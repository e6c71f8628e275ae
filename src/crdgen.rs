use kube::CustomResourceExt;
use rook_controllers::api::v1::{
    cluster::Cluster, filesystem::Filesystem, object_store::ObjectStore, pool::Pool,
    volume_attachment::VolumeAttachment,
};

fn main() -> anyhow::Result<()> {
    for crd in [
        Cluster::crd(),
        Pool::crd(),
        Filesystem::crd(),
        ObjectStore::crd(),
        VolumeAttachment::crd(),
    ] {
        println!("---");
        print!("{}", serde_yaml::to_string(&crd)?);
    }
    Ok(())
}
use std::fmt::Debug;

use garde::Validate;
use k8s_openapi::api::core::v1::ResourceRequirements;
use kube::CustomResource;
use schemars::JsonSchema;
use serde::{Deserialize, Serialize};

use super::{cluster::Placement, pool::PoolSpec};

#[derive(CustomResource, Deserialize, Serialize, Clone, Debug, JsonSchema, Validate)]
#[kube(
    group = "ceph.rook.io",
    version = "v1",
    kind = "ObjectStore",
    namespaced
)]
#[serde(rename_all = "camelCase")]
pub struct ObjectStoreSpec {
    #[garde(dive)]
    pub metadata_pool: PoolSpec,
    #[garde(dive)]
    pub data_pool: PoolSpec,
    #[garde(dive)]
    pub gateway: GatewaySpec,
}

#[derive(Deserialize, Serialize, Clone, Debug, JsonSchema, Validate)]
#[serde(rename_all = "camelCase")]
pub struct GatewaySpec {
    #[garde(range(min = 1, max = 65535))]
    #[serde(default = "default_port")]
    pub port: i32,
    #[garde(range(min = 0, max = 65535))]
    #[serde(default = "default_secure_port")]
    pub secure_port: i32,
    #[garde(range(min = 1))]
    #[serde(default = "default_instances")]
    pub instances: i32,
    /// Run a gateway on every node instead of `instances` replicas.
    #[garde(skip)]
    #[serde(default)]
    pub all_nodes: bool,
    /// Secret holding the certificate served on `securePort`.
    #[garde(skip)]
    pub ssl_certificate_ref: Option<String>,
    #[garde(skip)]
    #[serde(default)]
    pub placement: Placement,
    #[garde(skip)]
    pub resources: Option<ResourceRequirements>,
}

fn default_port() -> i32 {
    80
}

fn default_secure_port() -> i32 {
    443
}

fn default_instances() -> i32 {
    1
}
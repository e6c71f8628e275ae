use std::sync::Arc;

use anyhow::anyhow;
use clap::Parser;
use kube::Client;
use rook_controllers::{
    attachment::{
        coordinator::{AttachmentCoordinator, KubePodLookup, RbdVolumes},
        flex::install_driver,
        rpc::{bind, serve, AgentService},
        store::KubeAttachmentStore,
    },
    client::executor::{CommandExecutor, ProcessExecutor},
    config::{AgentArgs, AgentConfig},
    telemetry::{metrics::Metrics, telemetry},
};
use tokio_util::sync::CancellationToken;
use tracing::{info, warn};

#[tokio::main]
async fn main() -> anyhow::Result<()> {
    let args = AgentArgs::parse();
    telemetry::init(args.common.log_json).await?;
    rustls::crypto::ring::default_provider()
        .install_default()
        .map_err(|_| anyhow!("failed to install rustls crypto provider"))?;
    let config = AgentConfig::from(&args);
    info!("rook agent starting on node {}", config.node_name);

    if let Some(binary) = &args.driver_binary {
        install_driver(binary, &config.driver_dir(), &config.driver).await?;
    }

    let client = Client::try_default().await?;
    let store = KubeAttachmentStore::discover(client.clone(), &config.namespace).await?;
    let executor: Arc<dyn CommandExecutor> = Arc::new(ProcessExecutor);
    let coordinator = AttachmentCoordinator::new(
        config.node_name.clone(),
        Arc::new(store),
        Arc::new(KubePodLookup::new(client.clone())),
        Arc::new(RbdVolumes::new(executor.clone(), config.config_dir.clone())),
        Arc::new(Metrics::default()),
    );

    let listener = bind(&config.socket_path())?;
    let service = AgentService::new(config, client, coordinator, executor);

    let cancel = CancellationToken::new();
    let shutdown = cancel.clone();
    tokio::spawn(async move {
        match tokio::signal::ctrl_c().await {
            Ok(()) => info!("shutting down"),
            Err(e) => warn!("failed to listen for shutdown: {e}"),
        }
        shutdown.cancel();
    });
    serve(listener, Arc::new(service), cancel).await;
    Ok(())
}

▬▬▬▬▬▬

PROBLEM REQUIREMENTS:
Repeat only the stretch of lines that begins at the line containing "shutdown.cancel();" and ends at the last line above, both included.

SOLUTION FOR THIS PROBLEM:
        shutdown.cancel();
    });
    serve(listener, Arc::new(service), cancel).await;
    Ok(())
}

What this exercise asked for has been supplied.